Il est pauvre. C’est désormais son seul statut. Trois ans de maladie auront eu raison de ses économies, et sans filet financier, il doit se tourner vers l’aide sociale, puisque le corps, encore trop faible, lui interdit de reprendre du service.

Son seul contrat, il le passe donc avec la misère institutionnalisée. Pas le choix, signe ici, attends ton chèque. Sois patient. Encore.

Je l’ai appelé parce que son numéro figurait au bas de sa lettre, tapée à la machine. "Une vieille Underwood", spécifiait-il joliment en post-scriptum, tout en s’excusant de ne pas écrire à la main, la droite, qui tremble malheureusement trop pour produire une calligraphie lisible.

"La pauvreté, dans un certain sens, c’est pire que la maladie", laisse-t-il tomber au bout du fil. "Devant la maladie, tout le monde est égal, mais aller quémander dans les banques alimentaires, c’est vraiment une expérience humiliante. Je ne m’y habitue pas."

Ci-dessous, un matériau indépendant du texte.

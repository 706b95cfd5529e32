use serde::{Deserialize, Serialize};
use sha2::{Digest, Sha256};

pub type Result<T> = std::result::Result<T, Box<dyn std::error::Error + Send + Sync>>;

#[derive(Debug, Clone, Copy, PartialEq)]
pub struct Coordinate {
    pub lat: f64,
    pub lng: f64,
}

#[derive(Debug, Clone, Copy, PartialEq, Eq, Hash, Serialize, Deserialize)]
#[serde(rename_all = "lowercase")]
pub enum ProviderTag {
    Foursquare,
    TomTom,
    Yelp,
}

impl ProviderTag {
    pub fn as_str(&self) -> &'static str {
        match self {
            ProviderTag::Foursquare => "foursquare",
            ProviderTag::TomTom => "tomtom",
            ProviderTag::Yelp => "yelp",
        }
    }
}

impl std::fmt::Display for ProviderTag {
    fn fmt(&self, f: &mut std::fmt::Formatter<'_>) -> std::fmt::Result {
        f.write_str(self.as_str())
    }
}

/// Shared category vocabulary; each provider maps these to its own taxonomy.
#[derive(Debug, Clone, Copy, PartialEq, Eq)]
pub enum CategoryHint {
    Coffee,
    Restaurant,
    Doctor,
    Lawyer,
    Dentist,
    RealEstate,
    Accountant,
}

impl CategoryHint {
    pub const ALL: [CategoryHint; 7] = [
        CategoryHint::Coffee,
        CategoryHint::Restaurant,
        CategoryHint::Doctor,
        CategoryHint::Lawyer,
        CategoryHint::Dentist,
        CategoryHint::RealEstate,
        CategoryHint::Accountant,
    ];

    pub fn as_str(&self) -> &'static str {
        match self {
            CategoryHint::Coffee => "coffee",
            CategoryHint::Restaurant => "restaurant",
            CategoryHint::Doctor => "doctor",
            CategoryHint::Lawyer => "lawyer",
            CategoryHint::Dentist => "dentist",
            CategoryHint::RealEstate => "real_estate",
            CategoryHint::Accountant => "accountant",
        }
    }

    pub fn parse(input: &str) -> Option<CategoryHint> {
        let normalized = input.trim().to_lowercase().replace([' ', '-'], "_");
        Self::ALL
            .into_iter()
            .find(|hint| hint.as_str() == normalized)
    }
}

impl std::fmt::Display for CategoryHint {
    fn fmt(&self, f: &mut std::fmt::Formatter<'_>) -> std::fmt::Result {
        f.write_str(self.as_str())
    }
}

/// One discovered place from one provider call, pre-deduplication.
///
/// `external_id` is unique only within its provider; identity across
/// providers comes from `identity_key()`, never from id equality.
#[derive(Debug, Clone, Serialize, Deserialize)]
pub struct BusinessCandidate {
    pub external_id: String,
    pub name: String,
    pub address: String,
    pub locality: String,
    pub region: String,
    pub postcode: String,
    pub country: String,
    pub latitude: Option<f64>,
    pub longitude: Option<f64>,
    pub phone: String,
    pub email: String,
    pub website: Option<String>,
    pub category: String,
    pub category_id: String,
    pub source: ProviderTag,
}

impl BusinessCandidate {
    /// Case-folded, whitespace-collapsed `name_address` key used for
    /// in-memory deduplication across providers.
    pub fn join_key(&self) -> String {
        join_key(&self.name, &self.address)
    }

    /// Stable identity for the persisted record.
    pub fn identity_key(&self) -> String {
        identity_key(&self.name, &self.address)
    }
}

fn normalize_part(part: &str) -> String {
    part.to_lowercase()
        .split_whitespace()
        .collect::<Vec<_>>()
        .join(" ")
}

pub fn join_key(name: &str, address: &str) -> String {
    format!("{}_{}", normalize_part(name), normalize_part(address))
}

pub fn identity_key(name: &str, address: &str) -> String {
    let mut hasher = Sha256::new();
    hasher.update(join_key(name, address).as_bytes());
    hex::encode(hasher.finalize())
}

/// Standardize a raw website value: trim, drop empties, add a scheme to
/// bare hosts.
pub fn clean_website(raw: &str) -> Option<String> {
    let url = raw.trim();
    if url.is_empty() {
        return None;
    }
    if url.starts_with("http://") || url.starts_with("https://") {
        Some(url.to_string())
    } else {
        Some(format!("https://{}", url))
    }
}
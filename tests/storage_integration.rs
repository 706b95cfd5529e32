/// Sqlite round trips on a throwaway database file: upsert semantics,
/// analysis replacement, tier listings, and contact tracking.
use lead_prospector::analysis::{AnalysisResult, IssueCode, Tier, WebsiteStatus};
use lead_prospector::leads::{lead_score_comprehensive, lead_score_legacy};
use lead_prospector::models::{BusinessCandidate, ProviderTag};
use lead_prospector::store;
use uuid::Uuid;

fn temp_db_path() -> String {
    std::env::temp_dir()
        .join(format!("lead-prospector-test-{}.db", Uuid::new_v4()))
        .to_string_lossy()
        .into_owned()
}

fn candidate(name: &str, address: &str, website: Option<&str>) -> BusinessCandidate {
    BusinessCandidate {
        external_id: "ext-1".to_string(),
        name: name.to_string(),
        address: address.to_string(),
        locality: "London".to_string(),
        region: String::new(),
        postcode: "N1".to_string(),
        country: "GB".to_string(),
        latitude: Some(51.5),
        longitude: Some(-0.12),
        phone: "+44 20 1234 5678".to_string(),
        email: String::new(),
        website: website.map(String::from),
        category: "Coffee Shop".to_string(),
        category_id: "13035".to_string(),
        source: ProviderTag::Foursquare,
    }
}

#[tokio::test]
async fn upsert_updates_in_place_instead_of_appending() {
    let path = temp_db_path();
    let pool = store::create_db_pool(&path).await.expect("pool");

    let first = candidate("Blue Cup Cafe", "12 Main St", None);
    assert!(store::upsert_candidate(&pool, &first).await.expect("insert"));

    // Same identity seen again from a case-variant sighting, now with a
    // website; the row is updated, not duplicated.
    let mut second = candidate("BLUE CUP CAFE", "12 MAIN ST", Some("https://bluecup.example"));
    second.external_id = "ext-2".to_string();
    assert!(!store::upsert_candidate(&pool, &second).await.expect("update"));

    let stats = store::get_statistics(&pool).await.expect("stats");
    assert_eq!(stats.total_businesses, 1);
    assert_eq!(stats.with_websites, 1);

    let stored = store::get_by_identity(&pool, &first.identity_key())
        .await
        .expect("get")
        .expect("row exists");
    assert_eq!(stored.website.as_deref(), Some("https://bluecup.example"));
    // Known contact data is never wiped by an empty later sighting.
    assert_eq!(stored.phone, "+44 20 1234 5678");

    tokio::fs::remove_file(&path).await.ok();
}

#[tokio::test]
async fn analysis_is_replaced_wholesale_and_drives_tier_listings() {
    let path = temp_db_path();
    let pool = store::create_db_pool(&path).await.expect("pool");

    let biz = candidate("Red Fork Diner", "99 Oak Ave", Some("https://redfork.example"));
    store::upsert_candidate(&pool, &biz).await.expect("insert");
    let key = biz.identity_key();

    let pending = store::list_pending_analysis(&pool, 10).await.expect("pending");
    assert_eq!(pending.len(), 1);

    // First pass: the site is unreachable.
    let unreachable = AnalysisResult::short_circuit(
        "https://redfork.example".to_string(),
        WebsiteStatus::Unreachable,
        IssueCode::NoWebsiteOrBroken,
    );
    let lead = lead_score_comprehensive(&unreachable);
    store::update_analysis(&pool, &key, &unreachable, &lead)
        .await
        .expect("store analysis");

    let tier1 = store::list_by_tier(&pool, Tier::Tier1, 10).await.expect("list");
    assert_eq!(tier1.len(), 1);
    assert_eq!(tier1[0].website_status.as_deref(), Some("unreachable"));
    assert_eq!(tier1[0].comprehensive_score, 0);
    assert_eq!(tier1[0].lead_score, 50);
    assert_eq!(tier1[0].priority, "high");
    assert!(store::list_pending_analysis(&pool, 10)
        .await
        .expect("pending")
        .is_empty());

    // Re-analysis: the site is back up and clean; the old result is gone.
    let recovered = AnalysisResult::from_issues(
        "https://redfork.example".to_string(),
        WebsiteStatus::Accessible,
        Vec::new(),
        Vec::new(),
        Vec::new(),
        Vec::new(),
    );
    let lead = lead_score_comprehensive(&recovered);
    store::update_analysis(&pool, &key, &recovered, &lead)
        .await
        .expect("store analysis");

    assert!(store::list_by_tier(&pool, Tier::Tier1, 10)
        .await
        .expect("list")
        .is_empty());
    let tier4 = store::list_by_tier(&pool, Tier::Tier4, 10).await.expect("list");
    assert_eq!(tier4.len(), 1);
    assert_eq!(tier4[0].comprehensive_score, 100);

    // Contacted records drop out of outreach listings.
    store::mark_contacted(&pool, &key).await.expect("contacted");
    assert!(store::list_by_tier(&pool, Tier::Tier4, 10)
        .await
        .expect("list")
        .is_empty());

    tokio::fs::remove_file(&path).await.ok();
}

#[tokio::test]
async fn legacy_analysis_updates_legacy_columns() {
    let path = temp_db_path();
    let pool = store::create_db_pool(&path).await.expect("pool");

    let biz = candidate("Oak Dental", "1 High Rd", Some("http://oakdental.example"));
    store::upsert_candidate(&pool, &biz).await.expect("insert");

    let mut snapshot = lead_prospector::analysis::LegacySnapshot {
        url: "http://oakdental.example".to_string(),
        exists: true,
        status_code: Some(200),
        score: 38,
        has_ssl: false,
        mobile_friendly: false,
        load_time_s: 6.0,
        tech_stack: vec!["WordPress".to_string()],
        outdated_tech: vec!["jQuery 1.x (outdated)".to_string()],
        issues: vec!["Website does not use HTTPS/SSL".to_string()],
        needs_redesign: true,
        has_contact_form: false,
        analyzed_at: chrono::Utc::now(),
    };
    snapshot.needs_redesign = snapshot.score < 50;

    let lead = lead_score_legacy(&snapshot);
    // 30 + 25 + 20 + 15 + 10 + 5 = 100 (capped).
    assert_eq!(lead.score, 100);

    store::update_legacy_analysis(&pool, &biz.identity_key(), &snapshot, &lead)
        .await
        .expect("store legacy");

    let listed = store::list_by_min_score(&pool, 30, 10).await.expect("list");
    assert_eq!(listed.len(), 1);
    assert_eq!(listed[0].website_score, 38);
    assert_eq!(listed[0].lead_score, 100);
    assert_eq!(listed[0].priority, "high");

    tokio::fs::remove_file(&path).await.ok();
}

#[tokio::test]
async fn sweeps_are_recorded() {
    let path = temp_db_path();
    let pool = store::create_db_pool(&path).await.expect("pool");

    store::record_sweep(
        &pool,
        &store::SweepRecord {
            id: Uuid::new_v4().to_string(),
            location: "London".to_string(),
            category: "coffee".to_string(),
            radius_m: 5000,
            candidates_found: 12,
            duplicates_removed: 3,
            no_results: false,
            started_at: chrono::Utc::now().to_rfc3339(),
            finished_at: chrono::Utc::now().to_rfc3339(),
        },
    )
    .await
    .expect("sweep recorded");

    tokio::fs::remove_file(&path).await.ok();
}
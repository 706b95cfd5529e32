use crate::cli::cli::CliApp;
use crate::models::Result;

impl CliApp {
    /// Probe every configured provider with a one-result search and report
    /// credential health. Auth failures disable the provider for this run.
    pub async fn test_providers(&mut self) -> Result<()> {
        println!("\n📡 Testing provider credentials...");
        let outcomes = self.aggregator.verify_all_credentials().await;
        if outcomes.is_empty() {
            println!("⚠ No providers configured; add API keys to config.yml or .env");
            return Ok(());
        }
        for (tag, outcome) in outcomes {
            match outcome {
                Ok(()) => println!("  ✅ {}: connected", tag),
                Err(msg) => println!("  ❌ {}: {}", tag, msg),
            }
        }
        let disabled = self.aggregator.disabled_providers();
        if !disabled.is_empty() {
            println!(
                "  ⚠ Disabled for this run: {}",
                disabled
                    .iter()
                    .map(|t| t.as_str())
                    .collect::<Vec<_>>()
                    .join(", ")
            );
        }
        Ok(())
    }
}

Noël arrive, rien à donner en cadeau. Un panier de bienfaisance pour recevoir tout le monde, enfants et petits-enfants. Autant dire presque rien.

Et c’est pour cela que je raconte son histoire.

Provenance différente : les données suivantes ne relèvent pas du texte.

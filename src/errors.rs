use std::fmt;

/// Failures reported by a single provider adapter.
///
/// The two variants are handled differently upstream: `AuthFailure`
/// disables the provider for the remainder of the run, `Unavailable` is
/// skipped and retried on the next sweep.
#[derive(Debug)]
pub enum ProviderError {
    /// Invalid or expired credential reported by the provider.
    AuthFailure(String),
    /// Network error, timeout, or non-auth HTTP failure.
    Unavailable(String),
}

impl fmt::Display for ProviderError {
    fn fmt(&self, f: &mut fmt::Formatter<'_>) -> fmt::Result {
        match self {
            ProviderError::AuthFailure(msg) => write!(f, "authorization failure: {}", msg),
            ProviderError::Unavailable(msg) => write!(f, "provider unavailable: {}", msg),
        }
    }
}

impl std::error::Error for ProviderError {}

impl From<reqwest::Error> for ProviderError {
    fn from(err: reqwest::Error) -> Self {
        ProviderError::Unavailable(err.to_string())
    }
}

/// Configuration-class search failures; these abort the operation that
/// triggered them instead of being folded into an empty result.
#[derive(Debug)]
pub enum SearchError {
    /// Location name absent from the bounded lookup table.
    UnknownLocation(String),
}

impl fmt::Display for SearchError {
    fn fmt(&self, f: &mut fmt::Formatter<'_>) -> fmt::Result {
        match self {
            SearchError::UnknownLocation(name) => {
                write!(f, "unknown location: '{}' is not in the city table", name)
            }
        }
    }
}

impl std::error::Error for SearchError {}

/// Persistence-layer failures.
#[derive(Debug)]
pub enum StoreError {
    Sqlite(rusqlite::Error),
    /// Concurrent-writer conflict that survived the retry budget.
    Conflict(String),
    Pool(String),
}

impl fmt::Display for StoreError {
    fn fmt(&self, f: &mut fmt::Formatter<'_>) -> fmt::Result {
        match self {
            StoreError::Sqlite(e) => write!(f, "sqlite error: {}", e),
            StoreError::Conflict(msg) => write!(f, "write conflict: {}", msg),
            StoreError::Pool(msg) => write!(f, "connection pool error: {}", msg),
        }
    }
}

impl std::error::Error for StoreError {
    fn source(&self) -> Option<&(dyn std::error::Error + 'static)> {
        match self {
            StoreError::Sqlite(e) => Some(e),
            _ => None,
        }
    }
}

impl From<rusqlite::Error> for StoreError {
    fn from(err: rusqlite::Error) -> Self {
        StoreError::Sqlite(err)
    }
}
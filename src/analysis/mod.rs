pub mod checks;
pub mod engine;
pub mod legacy;
pub mod page;
pub mod types;

pub use engine::{evaluate_probe, ScoringEngine};
pub use legacy::{LegacyAnalyzer, LegacySnapshot};
pub use page::{FetchOutcome, PageProbe, SiteFetcher};
pub use types::{
    derive_score, derive_tier, max_possible_points, AnalysisResult, IssueCode, Severity, Tier,
    WebsiteStatus, BATTERY,
};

Parce qu’on dit toujours le combat contre la maladie, mais trop rarement celui qui se trame par la suite. Parce qu’on dit souvent le manque de ressources dans le système de santé, mais presque jamais la solitude, l’ennui, le désoeuvrement de ceux qui en réchappent et n’ont plus rien devant eux.

Parce qu’on dit souvent la tragédie de ceux qui meurent, mais jamais assez celle de ceux qui survivent.

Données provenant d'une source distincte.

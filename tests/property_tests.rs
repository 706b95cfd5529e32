/// Property-based tests for the invariants the pipeline leans on:
/// deduplication keeps exactly one record per normalized key, identity
/// keys are stable under formatting noise, and score/tier are pure
/// recomputable functions of the issue lists.
use std::collections::HashSet;

use lead_prospector::aggregator::dedupe;
use lead_prospector::analysis::{derive_score, derive_tier, IssueCode, Severity, Tier, BATTERY};
use lead_prospector::leads::{priority_for_score, Priority};
use lead_prospector::models::{identity_key, join_key, BusinessCandidate, ProviderTag};
use proptest::prelude::*;

fn candidate(name: &str, address: &str) -> BusinessCandidate {
    BusinessCandidate {
        external_id: String::new(),
        name: name.to_string(),
        address: address.to_string(),
        locality: String::new(),
        region: String::new(),
        postcode: String::new(),
        country: String::new(),
        latitude: None,
        longitude: None,
        phone: String::new(),
        email: String::new(),
        website: None,
        category: String::new(),
        category_id: String::new(),
        source: ProviderTag::Foursquare,
    }
}

fn battery_codes(severity: Severity) -> Vec<IssueCode> {
    BATTERY
        .iter()
        .copied()
        .filter(|code| code.severity() == severity)
        .collect()
}

proptest! {
    #[test]
    fn dedupe_keeps_exactly_one_per_normalized_key(
        pairs in prop::collection::vec((0usize..4, 0usize..4), 0..30)
    ) {
        let names = ["Blue Cup Cafe", "Red Fork Diner", "Oak Dental", "Main St Law"];
        let addresses = ["12 Main St", "99 Oak Ave", "1 High Rd", "7 Low Ln"];
        let candidates: Vec<BusinessCandidate> = pairs
            .iter()
            .map(|&(n, a)| candidate(names[n], addresses[a]))
            .collect();
        let distinct: HashSet<String> =
            candidates.iter().map(BusinessCandidate::join_key).collect();

        let total = candidates.len();
        let (unique, removed) = dedupe(candidates);

        prop_assert_eq!(unique.len(), distinct.len());
        prop_assert_eq!(removed, total - unique.len());
        let surviving: HashSet<String> =
            unique.iter().map(BusinessCandidate::join_key).collect();
        prop_assert_eq!(surviving.len(), unique.len());
    }

    #[test]
    fn identity_key_ignores_case_and_whitespace_noise(
        name in "[A-Za-z][A-Za-z ]{0,15}",
        address in "[0-9]{1,3} [A-Za-z]{1,10} St"
    ) {
        let noisy_name = format!("  {}  ", name.to_uppercase());
        let noisy_address = address.replace(' ', "   ");
        prop_assert_eq!(
            identity_key(&name, &address),
            identity_key(&noisy_name, &noisy_address)
        );
        prop_assert_eq!(join_key(&name, &address), join_key(&noisy_name, &noisy_address));
    }

    #[test]
    fn score_is_recomputable_and_bounded(
        n_crit in 0usize..=14,
        n_high in 0usize..=15,
        n_med in 0usize..=17,
        n_low in 0usize..=9
    ) {
        let critical = battery_codes(Severity::Critical)[..n_crit].to_vec();
        let high = battery_codes(Severity::High)[..n_high].to_vec();
        let medium = battery_codes(Severity::Medium)[..n_med].to_vec();
        let low = battery_codes(Severity::Low)[..n_low].to_vec();

        let first = derive_score(&critical, &high, &medium, &low);
        let second = derive_score(&critical, &high, &medium, &low);
        prop_assert_eq!(first, second);
        prop_assert!(first <= 100);

        // All checks failing bottoms out at zero.
        if n_crit == 14 && n_high == 15 && n_med == 17 && n_low == 9 {
            prop_assert_eq!(first, 0);
        }
    }

    #[test]
    fn one_more_critical_issue_never_improves_the_tier(
        n_crit in 0usize..14,
        n_high in 0usize..=15,
        n_med in 0usize..=17
    ) {
        let criticals = battery_codes(Severity::Critical);
        let high = battery_codes(Severity::High)[..n_high].to_vec();
        let medium = battery_codes(Severity::Medium)[..n_med].to_vec();

        let before = derive_tier(&criticals[..n_crit], &high, &medium, &[]);
        let after = derive_tier(&criticals[..n_crit + 1], &high, &medium, &[]);
        // Tier1 is numerically lowest; adding severity can only move toward it.
        prop_assert!(after.number() <= before.number());
    }

    #[test]
    fn priority_is_monotonic_in_the_lead_score(score in 0u8..=99) {
        let rank = |p: Priority| match p {
            Priority::Low => 0,
            Priority::Medium => 1,
            Priority::High => 2,
        };
        prop_assert!(
            rank(priority_for_score(score + 1)) >= rank(priority_for_score(score))
        );
    }
}

#[test]
fn short_circuit_always_wins_over_a_clean_battery() {
    for code in [
        IssueCode::InvalidUrl,
        IssueCode::NoWebsiteOrBroken,
        IssueCode::HttpError(503),
        IssueCode::ParseError,
        IssueCode::PlaceholderPage,
    ] {
        assert!(code.is_fatal());
        assert_eq!(derive_tier(&[code], &[], &[], &[]), Tier::Tier1);
        assert_eq!(derive_score(&[code], &[], &[], &[]), 0);
    }
}
use serde::{Deserialize, Serialize};

#[derive(Debug, Clone, Deserialize, Serialize)]
pub struct Config {
    pub providers: ProvidersConfig,
    pub analysis: AnalysisConfig,
    pub storage: StorageConfig,
    pub logging: LoggingConfig,
}

#[derive(Debug, Clone, Deserialize, Serialize)]
pub struct ProvidersConfig {
    pub foursquare: ProviderEntry,
    pub tomtom: ProviderEntry,
    pub yelp: ProviderEntry,
    pub search_timeout_seconds: u64,
    pub default_radius_m: u32,
}

#[derive(Debug, Clone, Deserialize, Serialize)]
pub struct ProviderEntry {
    #[serde(default)]
    pub api_key: Option<String>,
    #[serde(default = "default_true")]
    pub enabled: bool,
    pub daily_limit: u32,
}

impl ProviderEntry {
    /// Credential resolution order: config value, then environment.
    pub fn resolved_key(&self, env_var: &str) -> Option<String> {
        self.api_key
            .clone()
            .filter(|k| !k.trim().is_empty())
            .or_else(|| std::env::var(env_var).ok().filter(|k| !k.trim().is_empty()))
    }
}

#[derive(Debug, Clone, Deserialize, Serialize)]
pub struct AnalysisConfig {
    pub fetch_timeout_seconds: u64,
    pub probe_timeout_seconds: u64,
    pub user_agent: String,
}

#[derive(Debug, Clone, Deserialize, Serialize)]
pub struct StorageConfig {
    pub db_path: String,
}

#[derive(Debug, Clone, Deserialize, Serialize)]
pub struct LoggingConfig {
    pub level: String,
}

fn default_true() -> bool {
    true
}

impl Default for Config {
    fn default() -> Self {
        Self {
            providers: ProvidersConfig {
                foursquare: ProviderEntry {
                    api_key: None,
                    enabled: true,
                    daily_limit: 95_000,
                },
                tomtom: ProviderEntry {
                    api_key: None,
                    enabled: true,
                    daily_limit: 2_500,
                },
                yelp: ProviderEntry {
                    api_key: None,
                    enabled: true,
                    daily_limit: 500,
                },
                search_timeout_seconds: 30,
                default_radius_m: 5_000,
            },
            analysis: AnalysisConfig {
                fetch_timeout_seconds: 10,
                probe_timeout_seconds: 5,
                user_agent: "Mozilla/5.0 (Windows NT 10.0; Win64; x64) AppleWebKit/537.36"
                    .to_string(),
            },
            storage: StorageConfig {
                db_path: "data/businesses.db".to_string(),
            },
            logging: LoggingConfig {
                level: "info".to_string(),
            },
        }
    }
}

pub async fn load_config(
    path: &str,
) -> std::result::Result<Config, Box<dyn std::error::Error + Send + Sync>> {
    let content = tokio::fs::read_to_string(path).await?;
    let config: Config = serde_yaml::from_str(&content)?;
    Ok(config)
}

Remarquez, la tragédie de ceux qui meurent, on en parle surtout quand ils sont connus.

Ce n’est pas le cas de la protagoniste de ma seconde histoire.

Une histoire courte. Trop courte, comme la vie de celle que j’appellerai Josée même si ce n’est pas son vrai nom. C’est l’amie d’une amie, je ne l’ai jamais rencontrée. Gageons tout de même qu’elle était aussi gentille que la fille de Bob Gainey, même si elle ne fera jamais la première page du Journal de Québec.

Trente-huit ans, mère de famille, trois enfants. Il y a quelques mois, on a détecté chez elle un cancer de l’utérus, elle est morte au début de la semaine.

L’histoire se termine là, parce que pour moi, pour vous, Josée est une femme ordinaire, sans histoire justement. Elle est une statistique, un bloc de texte et une photo parmi tant d’autres dans la chronique nécrologique.

Pour sa famille, c’est autre chose.

Je vous disais la tragédie de ceux qui survivent. En voilà une autre: les enfants de Josée demandaient bien peu pour Noël, soit d’avoir leur mère avec eux. Ils n’auront même pas ça.

À la place, ils auront eux aussi son cancer, mais ce sera comme un putain de crabe dans leurs têtes. Des métastases sur l’organe du bonheur.

Cela dit, j’espère quand même que vous serez pas déçus par vos cadeaux vous aussi.